On a voice vote, late in the day on July 29, 2008, the U.S. House passed the historic resolution apologizing for slavery and Jim Crow, one sponsored by Rep. Steve Cohen, a Jewish American representing a majority-black Memphis congressional district. Some 42 members of the Congressional Black Caucus signed on as cosponsors, plus another 78 members of Congress (but only two Republicans). Cohen made this comment: “I hope that this is part of the beginning of a dialogue that this country needs to engage in, concerning what the effects of slavery and Jim Crow have been, I think we started it and we’re going to continue.”

Here is the apology resolution. What do you make of all this? Please add your comments below.

“Apologizing for the enslavement and racial segregation of African-Americans.

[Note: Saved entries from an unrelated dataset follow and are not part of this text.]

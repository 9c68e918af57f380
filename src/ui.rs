//! Layout and drawing: arena, falling pieces, sidebar, pause overlay, wipe flash.

use crate::theme::Theme;
use blockfall::{Cell, FillPhase, Simulation, SpawnMode};
use ratatui::Frame;
use ratatui::layout::{Alignment, Constraint, Direction, Layout, Rect};
use ratatui::style::{Color, Style};
use ratatui::text::{Line, Span, Text};
use ratatui::widgets::{Block, Borders, Gauge, Paragraph, Widget};
use std::time::Instant;
use tachyonfx::{Duration as TfxDuration, Effect, EffectRenderer, Interpolation, fx};

/// Each arena cell is drawn two terminal columns wide so cells look square.
const CELL_WIDTH: u16 = 2;
const CELL_HEIGHT: u16 = 1;
const SIDEBAR_WIDTH: u16 = 26;

/// Duration of the arena-wipe flash (TachyonFX) in ms.
const WIPE_FLASH_MS: u32 = 350;

/// Arena size in terminal cells including the border.
fn arena_pixel_size(width: u16, height: u16) -> (u16, u16) {
    (width * CELL_WIDTH + 2, height * CELL_HEIGHT + 2)
}

/// Largest arena (columns, rows) whose board + border + sidebar fit the terminal.
pub fn max_arena_cells_for_terminal(term_cols: u16, term_rows: u16) -> (u16, u16) {
    let max_w = term_cols.saturating_sub(2).saturating_sub(SIDEBAR_WIDTH) / CELL_WIDTH;
    let max_h = term_rows.saturating_sub(2) / CELL_HEIGHT;
    (max_w.max(1), max_h.max(1))
}

/// Host state the sidebar shows besides the simulation itself.
#[derive(Debug, Clone, Copy)]
pub struct HostStatus {
    pub paused: bool,
    pub time_scale: f64,
    pub running_secs: u64,
}

/// Board rect (inside the border) for the given area; matches `draw` layout.
fn board_rect(area: Rect, sim: &Simulation) -> Rect {
    let (pw, ph) = arena_pixel_size(sim.width() as u16, sim.height() as u16);
    let total_w = pw + SIDEBAR_WIDTH;
    let x = area.x + area.width.saturating_sub(total_w) / 2;
    let y = area.y + area.height.saturating_sub(ph) / 2;
    Rect {
        x: x + 1,
        y: y + 1,
        width: pw.saturating_sub(2).min(area.width.saturating_sub(2)),
        height: ph.saturating_sub(2).min(area.height.saturating_sub(2)),
    }
}

/// Draw the arena, pieces and sidebar, then the pause overlay and wipe flash.
/// `wipe_effect` is processed with the time since `wipe_process_time`.
pub fn draw(
    frame: &mut Frame,
    sim: &Simulation,
    theme: &Theme,
    status: HostStatus,
    area: Rect,
    wipe_effect: &mut Option<Effect>,
    wipe_process_time: &mut Option<Instant>,
    now: Instant,
) {
    let (pw, ph) = arena_pixel_size(sim.width() as u16, sim.height() as u16);
    let total_w = pw + SIDEBAR_WIDTH;

    let horiz = Layout::default()
        .direction(Direction::Horizontal)
        .constraints([
            Constraint::Fill(1),
            Constraint::Length(total_w),
            Constraint::Fill(1),
        ])
        .split(area);
    let vert = Layout::default()
        .direction(Direction::Vertical)
        .constraints([
            Constraint::Fill(1),
            Constraint::Length(ph),
            Constraint::Fill(1),
        ])
        .split(horiz[1]);
    let inner = Layout::default()
        .direction(Direction::Horizontal)
        .constraints([Constraint::Length(pw), Constraint::Length(SIDEBAR_WIDTH)])
        .split(vert[1]);

    draw_arena(frame, sim, theme, inner[0]);
    draw_sidebar(frame, sim, theme, status, inner[1]);
    if status.paused {
        draw_pause_overlay(frame, theme, area);
    }
    apply_wipe_effect(frame, sim, area, wipe_effect, wipe_process_time, now);
}

fn draw_arena(frame: &mut Frame, sim: &Simulation, theme: &Theme, area: Rect) {
    let block = Block::default()
        .borders(Borders::ALL)
        .border_style(Style::default().fg(theme.div_line).bg(theme.bg))
        .title(Span::styled(" Blockfall ", theme.title));
    let board = block.inner(area);
    block.render(area, frame.buffer_mut());

    let snapshot = sim.arena_snapshot();
    let buf = frame.buffer_mut();
    let mut paint = |x: i32, y: i32, color: Color, symbol: &str| {
        if x < 0 || y < 0 {
            return;
        }
        let rx = board.x + x as u16 * CELL_WIDTH;
        let ry = board.y + y as u16 * CELL_HEIGHT;
        if rx + CELL_WIDTH <= board.x + board.width && ry < board.y + board.height {
            buf.set_string(rx, ry, symbol, Style::default().fg(color).bg(theme.bg));
        }
    };

    for (y, row) in snapshot.rows().enumerate() {
        for (x, cell) in row.iter().enumerate() {
            match cell {
                Cell::Occupied(tag) => paint(x as i32, y as i32, theme.piece_color(*tag), "██"),
                Cell::Empty => paint(x as i32, y as i32, theme.div_line, " ·"),
            }
        }
    }
    // same floor snapping as the engine; rows above the arena are skipped
    for piece in sim.active_pieces() {
        let color = theme.piece_color(piece.color);
        for (x, y) in piece.grid_cells() {
            paint(x, y, color, "▓▓");
        }
    }
}

fn mode_label(mode: SpawnMode) -> String {
    match mode {
        SpawnMode::Manual => "manual".to_string(),
        SpawnMode::Interval { interval_ms } => format!("interval {interval_ms}ms"),
        SpawnMode::Immediate => "immediate".to_string(),
        SpawnMode::DeterministicFill { pause_ms } => format!("fill, pause {pause_ms}ms"),
    }
}

fn draw_sidebar(frame: &mut Frame, sim: &Simulation, theme: &Theme, status: HostStatus, area: Rect) {
    let title_style = Style::default().fg(theme.title);
    let fg_style = Style::default().fg(theme.main_fg);
    let border_style = Style::default().fg(theme.div_line).bg(theme.bg);
    let stats = sim.stats();

    let chunks = Layout::default()
        .direction(Direction::Vertical)
        .constraints([
            Constraint::Length(6), // Status
            Constraint::Length(1),
            Constraint::Length(8), // Counters
            Constraint::Length(1),
            Constraint::Length(4), // Fill progress
            Constraint::Length(1),
            Constraint::Length(4), // Colours
        ])
        .split(area);

    let row = |label: &'static str, value: String| {
        Line::from(vec![
            Span::styled(label, title_style),
            Span::styled(value, fg_style),
        ])
    };

    let status_lines = vec![
        row("Mode: ", mode_label(sim.config().spawn_mode)),
        row("Falling: ", sim.active_count().to_string()),
        row("Speed: ", format!("x{:.2}", status.time_scale)),
        row(
            "Time: ",
            format!("{:02}:{:02}", status.running_secs / 60, status.running_secs % 60),
        ),
    ];
    render_section(frame, chunks[0], border_style, Text::from(status_lines));

    let counter_lines = vec![
        row("Spawned: ", stats.pieces_spawned.to_string()),
        row("Settled: ", stats.pieces_merged.to_string()),
        row("Rows swept: ", stats.rows_cleared.to_string()),
        row("Overflows: ", stats.overflows.to_string()),
        row("Cycles: ", stats.cycles.to_string()),
        row(
            "Filled: ",
            format!(
                "{}/{}",
                sim.arena().occupied_count(),
                sim.width() * sim.height()
            ),
        ),
    ];
    render_section(frame, chunks[2], border_style, Text::from(counter_lines));

    if let Some((phase, len)) = sim.fill_progress() {
        draw_fill_gauge(frame, theme, chunks[4], phase, len);
    }
    draw_colour_strip(frame, theme, chunks[6]);
}

fn render_section(frame: &mut Frame, area: Rect, border_style: Style, text: Text<'_>) {
    let block = Block::default().borders(Borders::ALL).border_style(border_style);
    let inner = block.inner(area);
    block.render(area, frame.buffer_mut());
    Paragraph::new(text).render(inner, frame.buffer_mut());
}

fn draw_fill_gauge(frame: &mut Frame, theme: &Theme, area: Rect, phase: FillPhase, len: usize) {
    let block = Block::default()
        .borders(Borders::ALL)
        .border_style(Style::default().fg(theme.div_line).bg(theme.bg));
    let inner = block.inner(area);
    block.render(area, frame.buffer_mut());
    let rows = Layout::default()
        .direction(Direction::Vertical)
        .constraints([Constraint::Length(1), Constraint::Length(1)])
        .split(inner);

    let (label, ratio, color) = match phase {
        FillPhase::Filling { cursor } => {
            let ratio = if len > 0 { cursor as f64 / len as f64 } else { 1.0 };
            (format!("Filling {cursor}/{len}"), ratio, Color::Green)
        }
        FillPhase::Pausing { remaining } => {
            (format!("Pausing {remaining:.1}s"), 1.0, Color::Yellow)
        }
    };
    Paragraph::new(Line::from(Span::styled(label, Style::default().fg(theme.title))))
        .render(rows[0], frame.buffer_mut());
    Gauge::default()
        .ratio(ratio.clamp(0.0, 1.0))
        .gauge_style(Style::default().fg(color))
        .render(rows[1], frame.buffer_mut());
}

fn draw_colour_strip(frame: &mut Frame, theme: &Theme, area: Rect) {
    let block = Block::default()
        .borders(Borders::ALL)
        .border_style(Style::default().fg(theme.div_line).bg(theme.bg));
    let inner = block.inner(area);
    block.render(area, frame.buffer_mut());
    let spans: Vec<Span> = theme
        .pieces
        .iter()
        .map(|&c| Span::styled("██ ", Style::default().fg(c)))
        .collect();
    Paragraph::new(vec![
        Line::from(Span::styled("Colours", Style::default().fg(theme.title))),
        Line::from(spans),
    ])
    .render(inner, frame.buffer_mut());
}

fn draw_pause_overlay(frame: &mut Frame, theme: &Theme, area: Rect) {
    let popup_w = 28u16;
    let popup_h = 5u16;
    let popup = Rect {
        x: area.x + area.width.saturating_sub(popup_w) / 2,
        y: area.y + area.height.saturating_sub(popup_h) / 2,
        width: popup_w.min(area.width),
        height: popup_h.min(area.height),
    };
    let lines = vec![
        Line::from(""),
        Line::from(Span::styled(
            " Paused ",
            Style::default().fg(Color::Black).bg(Color::Yellow),
        )),
        Line::from(""),
        Line::from(Span::styled(
            " p: resume    q: quit ",
            Style::default().fg(theme.main_fg),
        )),
    ];
    let p = Paragraph::new(lines).alignment(Alignment::Center).block(
        Block::default()
            .borders(Borders::ALL)
            .border_style(Style::default().fg(theme.div_line).bg(theme.bg)),
    );
    p.render(popup, frame.buffer_mut());
}

/// Process the running wipe flash over the board; drop it once done.
fn apply_wipe_effect(
    frame: &mut Frame,
    sim: &Simulation,
    area: Rect,
    wipe_effect: &mut Option<Effect>,
    wipe_process_time: &mut Option<Instant>,
    now: Instant,
) {
    let Some(effect) = wipe_effect else {
        *wipe_process_time = None;
        return;
    };
    let delta = wipe_process_time
        .map(|t| now.saturating_duration_since(t))
        .unwrap_or(std::time::Duration::ZERO);
    let delta_ms = delta.as_millis().min(u32::MAX as u128) as u32;
    *wipe_process_time = Some(now);
    let board = board_rect(area, sim);
    frame.render_effect(effect, board, TfxDuration::from_millis(delta_ms));
    if effect.done() {
        *wipe_effect = None;
        *wipe_process_time = None;
    }
}

/// Flash that fades from `theme.flash` back to the board.
pub fn wipe_flash(theme: &Theme) -> Effect {
    fx::fade_from(theme.flash, theme.flash, (WIPE_FLASH_MS, Interpolation::QuadOut))
}

#[cfg(test)]
mod tests {
    use super::*;

    #[test]
    fn test_max_arena_fits_terminal() {
        let (w, h) = max_arena_cells_for_terminal(80, 24);
        let (pw, ph) = arena_pixel_size(w, h);
        assert!(pw + SIDEBAR_WIDTH <= 80);
        assert!(ph <= 24);
    }

    #[test]
    fn test_tiny_terminal_still_gives_one_cell() {
        assert_eq!(max_arena_cells_for_terminal(0, 0), (1, 1));
    }
}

Whereas millions of Africans and their descendants were enslaved in the United States and the 13 American colonies from 1619 through 1865;

Whereas slavery in America resembled no other form of involuntary servitude known in history, as Africans were captured and sold at auction like inanimate objects or animals;

Whereas Africans forced into slavery were brutalized, humiliated, dehumanized, and subjected to the indignity of being stripped of their names and heritage;

Whereas enslaved families were torn apart after having been sold separately from one another;

Whereas the system of slavery and the visceral racism against persons of African descent upon which it depended became entrenched in the Nation’s social fabric;

Whereas slavery was not officially abolished until the passage of the 13th Amendment to the United States Constitution in 1865 after the end of the Civil War, which was fought over the slavery issue;

Whereas after emancipation from 246 years of slavery, African-Americans soon saw the fleeting political, social, and economic gains they made during Reconstruction eviscerated by virulent racism, lynchings, disenfranchisement, Black Codes, and racial segregation laws that imposed a rigid system of officially sanctioned racial segregation in virtually all areas of life;

Whereas the system of de jure racial segregation known as `Jim Crow,’ which arose in certain parts of the Nation following the Civil War to create separate and unequal societies for whites and African-Americans, was a direct result of the racism against persons of African descent engendered by slavery;

Whereas the system of Jim Crow laws officially existed into the 1960’s–a century after the official end of slavery in America–until Congress took action to end it, but the vestiges of Jim Crow continue to this day;

Whereas African-Americans continue to suffer from the consequences of slavery and Jim Crow–long after both systems were formally abolished–through enormous damage and loss, both tangible and intangible, including the loss of human dignity and liberty, the frustration of careers and professional lives, and the long-term loss of income and opportunity;

Whereas the story of the enslavement and de jure segregation of African-Americans and the dehumanizing atrocities committed against them should not be purged from or minimized in the telling of American history;

Whereas on July 8, 2003, during a trip to Goree Island, Senegal, a former slave port, President George W. Bush acknowledged slavery’s continuing legacy in American life and the need to confront that legacy when he stated that slavery `was . . . one of the greatest crimes of history . . . The racial bigotry fed by slavery did not end with slavery or with segregation. And many of the issues that still trouble America have roots in the bitter experience of other times. But however long the journey, our destiny is set: liberty and justice for all.’;

Whereas President Bill Clinton also acknowledged the deep-seated problems caused by the continuing legacy of racism against African-Americans that began with slavery when he initiated a national dialogue about race;

Whereas a genuine apology is an important and necessary first step in the process of racial reconciliation;

Whereas an apology for centuries of brutal dehumanization and injustices cannot erase the past, but confession of the wrongs committed can speed racial healing and reconciliation and help Americans confront the ghosts of their past;

Whereas the legislature of the Commonwealth of Virginia has recently taken the lead in adopting a resolution officially expressing appropriate remorse for slavery and other State legislatures are considering similar resolutions; and

Whereas it is important for this country, which legally recognized slavery through its Constitution and its laws, to make a formal apology for slavery and for its successor, Jim Crow, so that it can move forward and seek reconciliation, justice, and harmony for all of its citizens: Now, therefore, be it

Resolved, That the House of Representatives–

(1) acknowledges the fundamental injustice, cruelty, brutality, and inhumanity of slavery and Jim Crow;

(2) apologizes to African-Americans on behalf of the people of the United States, for the wrongs committed against them and their ancestors who suffered under slavery and Jim Crow; and

(3) expresses its commitment to rectify the lingering consequences of the misdeeds committed against African-Americans under slavery and Jim Crow and to stop the occurrence of human rights violations in the future.”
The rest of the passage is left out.